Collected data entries
════════════════════

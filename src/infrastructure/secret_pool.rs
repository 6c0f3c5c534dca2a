//! Pool of pre-loaded card secrets for auto-fulfilled products.

use chrono::Utc;
use diesel::dsl::count_star;
use diesel::prelude::*;
use diesel::PgConnection;
use log::{debug, info};
use uuid::Uuid;

use crate::domain::errors::DomainError;
use crate::domain::secret::{normalize_secret_batch, SecretStatus};
use crate::schema::card_secrets;

use super::models::{CardSecretRow, NewCardSecretRow};

/// Reserve `qty` available secrets for `order_id`.
///
/// Candidates are picked with `FOR UPDATE SKIP LOCKED` so two checkouts never
/// queue on the same rows, then flipped in one UPDATE guarded by
/// `status = 'available'`. Anything short of `qty` rows is an error and the
/// caller's transaction rolls back.
pub fn allocate(
    conn: &mut PgConnection,
    product_id: Uuid,
    sku_id: Option<Uuid>,
    qty: i32,
    order_id: Uuid,
) -> Result<Vec<Uuid>, DomainError> {
    if qty <= 0 {
        return Err(DomainError::InvalidInput(format!("quantity must be positive, got {}", qty)));
    }
    let candidates: Vec<Uuid> = card_secrets::table
        .filter(card_secrets::product_id.eq(product_id))
        .filter(card_secrets::sku_id.is_not_distinct_from(sku_id))
        .filter(card_secrets::status.eq(SecretStatus::Available.as_str()))
        .order(card_secrets::created_at.asc())
        .limit(i64::from(qty))
        .select(card_secrets::id)
        .for_update()
        .skip_locked()
        .load(conn)?;

    if candidates.len() < qty as usize {
        return Err(DomainError::InsufficientStock(format!(
            "product {} secrets ({} of {} available)",
            product_id,
            candidates.len(),
            qty
        )));
    }

    let affected = diesel::update(
        card_secrets::table
            .filter(card_secrets::id.eq_any(&candidates))
            .filter(card_secrets::status.eq(SecretStatus::Available.as_str())),
    )
    .set((
        card_secrets::status.eq(SecretStatus::Reserved.as_str()),
        card_secrets::order_id.eq(Some(order_id)),
        card_secrets::reserved_at.eq(Some(Utc::now())),
    ))
    .execute(conn)?;

    if affected != candidates.len() {
        return Err(DomainError::InsufficientStock(format!(
            "product {} secrets (lost {} to a concurrent checkout)",
            product_id,
            candidates.len() - affected
        )));
    }
    debug!("Reserved {} secrets of product {} for order {}", affected, product_id, order_id);
    Ok(candidates)
}

/// Put every secret still reserved by `order_id` back into the pool.
pub fn release(conn: &mut PgConnection, order_id: Uuid) -> Result<usize, DomainError> {
    let released = diesel::update(
        card_secrets::table
            .filter(card_secrets::order_id.eq(order_id))
            .filter(card_secrets::status.eq(SecretStatus::Reserved.as_str())),
    )
    .set((
        card_secrets::status.eq(SecretStatus::Available.as_str()),
        card_secrets::order_id.eq(None::<Uuid>),
        card_secrets::reserved_at.eq(None::<chrono::DateTime<Utc>>),
    ))
    .execute(conn)?;
    Ok(released)
}

/// Finalise `ids` as used by `order_id`. Rows owned by another order, or
/// already used, are left alone and not counted.
pub fn mark_used(conn: &mut PgConnection, ids: &[Uuid], order_id: Uuid) -> Result<usize, DomainError> {
    if ids.is_empty() {
        return Ok(0);
    }
    let used = diesel::update(
        card_secrets::table
            .filter(card_secrets::id.eq_any(ids))
            .filter(
                card_secrets::order_id
                    .eq(order_id)
                    .or(card_secrets::order_id.is_null()),
            )
            .filter(card_secrets::status.eq_any([
                SecretStatus::Available.as_str(),
                SecretStatus::Reserved.as_str(),
            ])),
    )
    .set((
        card_secrets::status.eq(SecretStatus::Used.as_str()),
        card_secrets::order_id.eq(Some(order_id)),
        card_secrets::used_at.eq(Some(Utc::now())),
    ))
    .execute(conn)?;
    Ok(used)
}

/// Secrets currently reserved by `order_id`, oldest first.
pub fn reserved_for(conn: &mut PgConnection, order_id: Uuid) -> Result<Vec<CardSecretRow>, DomainError> {
    let rows = card_secrets::table
        .filter(card_secrets::order_id.eq(order_id))
        .filter(card_secrets::status.eq(SecretStatus::Reserved.as_str()))
        .order(card_secrets::reserved_at.asc())
        .select(CardSecretRow::as_select())
        .load(conn)?;
    Ok(rows)
}

/// Load a batch of secrets. Blank lines and duplicates (within the batch or
/// against the pool) are skipped; returns how many rows were inserted.
pub fn import<I, S>(
    conn: &mut PgConnection,
    product_id: Uuid,
    sku_id: Option<Uuid>,
    raw: I,
) -> Result<usize, DomainError>
where
    I: IntoIterator<Item = S>,
    S: AsRef<str>,
{
    let batch: Vec<NewCardSecretRow> = normalize_secret_batch(raw)
        .into_iter()
        .map(|secret| NewCardSecretRow {
            id: Uuid::new_v4(),
            product_id,
            sku_id,
            secret,
            status: SecretStatus::Available.as_str().to_string(),
        })
        .collect();
    if batch.is_empty() {
        return Ok(0);
    }
    let inserted = diesel::insert_into(card_secrets::table)
        .values(&batch)
        .on_conflict_do_nothing()
        .execute(conn)?;
    info!(
        "Imported {} of {} secrets for product {}",
        inserted,
        batch.len(),
        product_id
    );
    Ok(inserted)
}

pub fn count_available(
    conn: &mut PgConnection,
    product_id: Uuid,
    sku_id: Option<Uuid>,
) -> Result<i64, DomainError> {
    let n = card_secrets::table
        .filter(card_secrets::product_id.eq(product_id))
        .filter(card_secrets::sku_id.is_not_distinct_from(sku_id))
        .filter(card_secrets::status.eq(SecretStatus::Available.as_str()))
        .select(count_star())
        .first(conn)?;
    Ok(n)
}

#[cfg(test)]
mod tests {
    use std::collections::HashSet;
    use std::sync::{Arc, Barrier};
    use std::thread;

    use diesel::Connection;

    use super::*;
    use crate::infrastructure::test_support::{seed_product, seed_sku, setup_db};

    #[tokio::test]
    async fn import_is_idempotent() {
        let (_container, pool) = setup_db().await;
        let mut conn = pool.get().expect("conn");
        let product = seed_product(&mut conn, "auto", 0, "5.00");

        assert_eq!(import(&mut conn, product, None, ["A", "B", " B ", ""]).unwrap(), 2);
        assert_eq!(import(&mut conn, product, None, ["B", "C"]).unwrap(), 1);
        assert_eq!(count_available(&mut conn, product, None).unwrap(), 3);
    }

    #[tokio::test]
    async fn product_and_sku_pools_are_separate() {
        let (_container, pool) = setup_db().await;
        let mut conn = pool.get().expect("conn");
        let product = seed_product(&mut conn, "auto", 0, "5.00");
        let sku = seed_sku(&mut conn, product, "EU", 0);

        import(&mut conn, product, None, ["P1"]).unwrap();
        import(&mut conn, product, Some(sku), ["S1", "S2"]).unwrap();

        assert_eq!(count_available(&mut conn, product, None).unwrap(), 1);
        assert_eq!(count_available(&mut conn, product, Some(sku)).unwrap(), 2);
    }

    #[tokio::test]
    async fn allocate_release_and_mark_used() {
        let (_container, pool) = setup_db().await;
        let mut conn = pool.get().expect("conn");
        let product = seed_product(&mut conn, "auto", 0, "5.00");
        import(&mut conn, product, None, ["A", "B", "C"]).unwrap();
        let order_a = Uuid::new_v4();
        let order_b = Uuid::new_v4();

        let ids = allocate(&mut conn, product, None, 2, order_a).unwrap();
        assert_eq!(ids.len(), 2);
        assert_eq!(count_available(&mut conn, product, None).unwrap(), 1);

        // Another order cannot finalise secrets it does not own.
        assert_eq!(mark_used(&mut conn, &ids, order_b).unwrap(), 0);

        assert_eq!(release(&mut conn, order_a).unwrap(), 2);
        assert_eq!(count_available(&mut conn, product, None).unwrap(), 3);

        let ids = allocate(&mut conn, product, None, 3, order_b).unwrap();
        assert_eq!(mark_used(&mut conn, &ids, order_b).unwrap(), 3);
        assert_eq!(release(&mut conn, order_b).unwrap(), 0);
    }

    #[tokio::test]
    async fn allocate_more_than_available_fails_and_rolls_back() {
        let (_container, pool) = setup_db().await;
        let mut conn = pool.get().expect("conn");
        let product = seed_product(&mut conn, "auto", 0, "5.00");
        import(&mut conn, product, None, ["A"]).unwrap();

        let result = conn.transaction::<_, DomainError, _>(|conn| {
            allocate(conn, product, None, 2, Uuid::new_v4())
        });
        assert!(matches!(result, Err(DomainError::InsufficientStock(_))));
        assert_eq!(count_available(&mut conn, product, None).unwrap(), 1);
    }

    #[tokio::test]
    async fn concurrent_allocations_never_share_a_secret() {
        let (_container, pool) = setup_db().await;
        let product = {
            let mut conn = pool.get().expect("conn");
            let product = seed_product(&mut conn, "auto", 0, "5.00");
            let secrets: Vec<String> = (0..10).map(|i| format!("CODE-{}", i)).collect();
            import(&mut conn, product, None, &secrets).unwrap();
            product
        };

        let barrier = Arc::new(Barrier::new(6));
        let handles: Vec<_> = (0..6)
            .map(|_| {
                let pool = pool.clone();
                let barrier = barrier.clone();
                thread::spawn(move || {
                    let mut conn = pool.get().expect("conn");
                    barrier.wait();
                    conn.transaction::<_, DomainError, _>(|conn| {
                        allocate(conn, product, None, 2, Uuid::new_v4())
                    })
                })
            })
            .collect();

        let mut seen = HashSet::new();
        let mut winners = 0;
        for handle in handles {
            if let Ok(ids) = handle.join().expect("thread") {
                winners += 1;
                for id in ids {
                    assert!(seen.insert(id), "secret {} handed out twice", id);
                }
            }
        }
        // SKIP LOCKED can starve a late checkout of a full batch, never double-issue.
        assert!(winners >= 1 && winners <= 5);
        assert_eq!(seen.len(), winners * 2);
    }
}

════════════════════

* THE TASK
Supply the number of lines above that contain the word "winners", and nothing else.

* RESULT OF THE TASK
4